Amongst the Anglicans many of these practices are of long standing. "Ashes to go" [click] have come to Cleveland is an expansion. In 2007 this began in St. Louis in an ecumenical and progressive neighborhood. Reading about the genesis of this, the pastors involved could not understand Catholics and Catholicism, "why it was that Roman Catholics would not take communion from any of us, but they would take ashes on Ash Wednesday from those of us who offer Ash Wednesday services." Did none of these people study history? Did not their theology courses address the subject? Did they ever ask a Catholic? or listen to one? [click2]

Communion/Eucharist is a sacrament, it is the Sacrament. Ashes are a sacramental.
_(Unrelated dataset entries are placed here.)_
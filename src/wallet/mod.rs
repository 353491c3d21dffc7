pub mod address;
mod session;
mod transfer;
pub mod units;

pub use session::{WalletError, WalletSession, WalletSnapshot, WalletState};
pub use transfer::{TransferError, TransferForm};
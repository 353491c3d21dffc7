use dashmap::DashMap;

use super::{KeyValueStore, StorageError};

/// Ephemeral store, nothing survives the process.
#[derive(Debug, Default)]
pub struct MemoryStore {
    entries: DashMap<String, String>,
}

impl MemoryStore {
    pub fn new() -> Self {
        Self::default()
    }
}

impl KeyValueStore for MemoryStore {
    fn get(&self, key: &str) -> Result<Option<String>, StorageError> {
        Ok(self.entries.get(key).map(|v| v.value().clone()))
    }

    fn set(&self, key: &str, value: &str) -> Result<(), StorageError> {
        self.entries.insert(key.to_string(), value.to_string());
        Ok(())
    }

    fn remove(&self, key: &str) -> Result<(), StorageError> {
        self.entries.remove(key);
        Ok(())
    }
}

#[cfg(test)]
mod tests {
    use super::*;

    #[test]
    fn test_set_get_remove() {
        let store = MemoryStore::new();
        assert_eq!(store.get("walletAddress").unwrap(), None);

        store.set("walletAddress", "0xabc").unwrap();
        assert_eq!(store.get("walletAddress").unwrap().as_deref(), Some("0xabc"));

        store.set("walletAddress", "0xdef").unwrap();
        assert_eq!(store.get("walletAddress").unwrap().as_deref(), Some("0xdef"));

        store.remove("walletAddress").unwrap();
        assert_eq!(store.get("walletAddress").unwrap(), None);
    }

    #[test]
    fn test_remove_missing_key_is_ok() {
        let store = MemoryStore::new();
        assert!(store.remove("nothing").is_ok());
    }
}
What Catholics and the Orthodox believe are the very literal words of Christ, "This is my Body". A Protestant communion is not of this nature. Protestant ministers may believe what they will, but to not know that Catholics believe what they say they believe is different than Protestant understanding is, at best, overwhelming thick. And further this act of communion defines who is in 'communion' with whom. One can believe what one will, and what is right, and logical — fine; but not to realise that someone believes something else, and that it matters, is dumb.

Now, the thoughts concerning ashes are not divergent; and being sacramentals, anyone can use them, or not. So ashes can be effective as ecumenism, and evangelism, and a thing to ponder upon. There will be people at the rail stop who will see this activity for the first time, perhaps participate also.

This outside public ashes was accepted by the Chicago Episcopal Diocese in 2011, and made national news in 2012 and began a foothold outside the US.